Tips For Quantitation Assays

  • Pre-hydrate biosensors for at least 10 minutes in buffer matrix that exactly matches the sample to be analyzed. This will minimize background response from non-specific binding to the biosensor.
  • When generating standard curves or running unknowns, always run a reference sample that matches the matrix of the sample(s) to be analyzed but does not contain the protein of interest.

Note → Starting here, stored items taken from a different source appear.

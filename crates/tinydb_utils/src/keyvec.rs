use std::fmt;
use std::marker::PhantomData;
use std::ops::Deref;

/// A `Vec` indexed by a typed key instead of `usize`.
pub struct KeyVec<K, V> {
    inner: Vec<V>,
    _phantom: PhantomData<*const K>,
}

impl<K: Key, V> KeyVec<K, V> {
    pub fn new() -> Self {
        Self::default()
    }

    #[must_use]
    pub fn insert(&mut self, value: V) -> K {
        let key = K::from_usize(self.inner.len());
        self.inner.push(value);
        key
    }

    pub fn get(&self, key: K) -> Option<&V> {
        self.inner.get(key.as_usize())
    }

    pub fn position(&self, mut pred: impl FnMut(&V) -> bool) -> Option<K> {
        self.inner.iter().position(|v| pred(v)).map(K::from_usize)
    }

    pub fn iter_keyed(&self) -> impl Iterator<Item = (K, &V)> + '_ {
        self.inner
            .iter()
            .enumerate()
            .map(|(i, v)| (K::from_usize(i), v))
    }
}

impl<K, V> Default for KeyVec<K, V> {
    fn default() -> Self {
        Self {
            inner: vec![],
            _phantom: PhantomData,
        }
    }
}

impl<K, V> Deref for KeyVec<K, V> {
    type Target = [V];

    fn deref(&self) -> &Self::Target {
        &self.inner
    }
}

impl<K: Key + fmt::Debug, V: fmt::Debug> fmt::Debug for KeyVec<K, V> {
    fn fmt(&self, f: &mut fmt::Formatter) -> fmt::Result {
        f.debug_map().entries(self.iter_keyed()).finish()
    }
}

pub trait Key: Copy {
    fn from_usize(n: usize) -> Self;
    fn as_usize(&self) -> usize;
}

#[macro_export]
macro_rules! declare_key_type {
(
    $(#[$attr:meta])*
    $v:vis struct $i:ident;
) => {
    $(#[$attr])*
    #[derive(Debug, Clone, Copy, PartialEq, Eq, Hash)]
    $v struct $i(pub usize);

    impl $crate::keyvec::Key for $i {
        fn from_usize(n: usize) -> Self {
            Self(n)
        }

        fn as_usize(&self) -> usize {
            self.0
        }
    }
};
}
pub use crate::declare_key_type;

#[cfg(test)]
mod tests {
    use super::KeyVec;

    declare_key_type! { struct Id; }

    #[test]
    fn keys_follow_insertion_order() {
        let mut vec = KeyVec::<Id, &str>::new();
        let a = vec.insert("a");
        let b = vec.insert("b");

        assert_eq!(a, Id(0));
        assert_eq!(b, Id(1));
        assert_eq!(vec.get(b), Some(&"b"));
        assert_eq!(vec.get(Id(2)), None);
        assert_eq!(vec.position(|&v| v == "b"), Some(b));

        let keyed: Vec<_> = vec.iter_keyed().collect();
        assert_eq!(keyed, [(a, &"a"), (b, &"b")]);
    }
}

This will allow for subtraction of any response generated by nonspecific binding to the biosensor.
  • For accurate results, a standard curve must be generated using the same protein as the sample(s) to be quantitated.
  • The standards should be diluted in a buffer matrix that exactly matches that of the unknown sample(s).
  • Standard curves can be saved and utilized for subsequent experiments, as long as the biosensors are from the same manufacturing lot as those used to run the samples.
  • The concentration of sample(s) being analyzed should fall within the concentration range of the standard curve for accurate quantitation.

Conclusion

We have presented methods and data demonstrating quantitation of proteins on the BLItz system and how this capability can be utilized to improve workflows when paired with a wide selection of pre-immobilized biosensors. The ability to quantitatively measure target proteins directly in complex matrices using 4 μL of sample allows rapid, simple, powerful analyses on the BLItz system that are not possible with other platforms.

References

  1. BLItz Quick Start Guide: Provided with all BLItz systems. Current version can be downloaded from www.blitzmenow.com/literature. html.
  2. BLItz Demo and Starter Guide: Provides detailed step-by-step guidance on setting up assays using the BLItz starter kit.
  3. Pall ForteBio Technical Note 28: “Biotinylation of protein for immobilization onto Streptavidin biosensors.” www.fortebio.com/ literature.html. 4 Pall ForteBio Application
  4. Pall ForteBio Application Note 9: “CaptureSelect Affinity Ligands for Antibody Detection and Characterization.” www.fortebio. com/literature.html.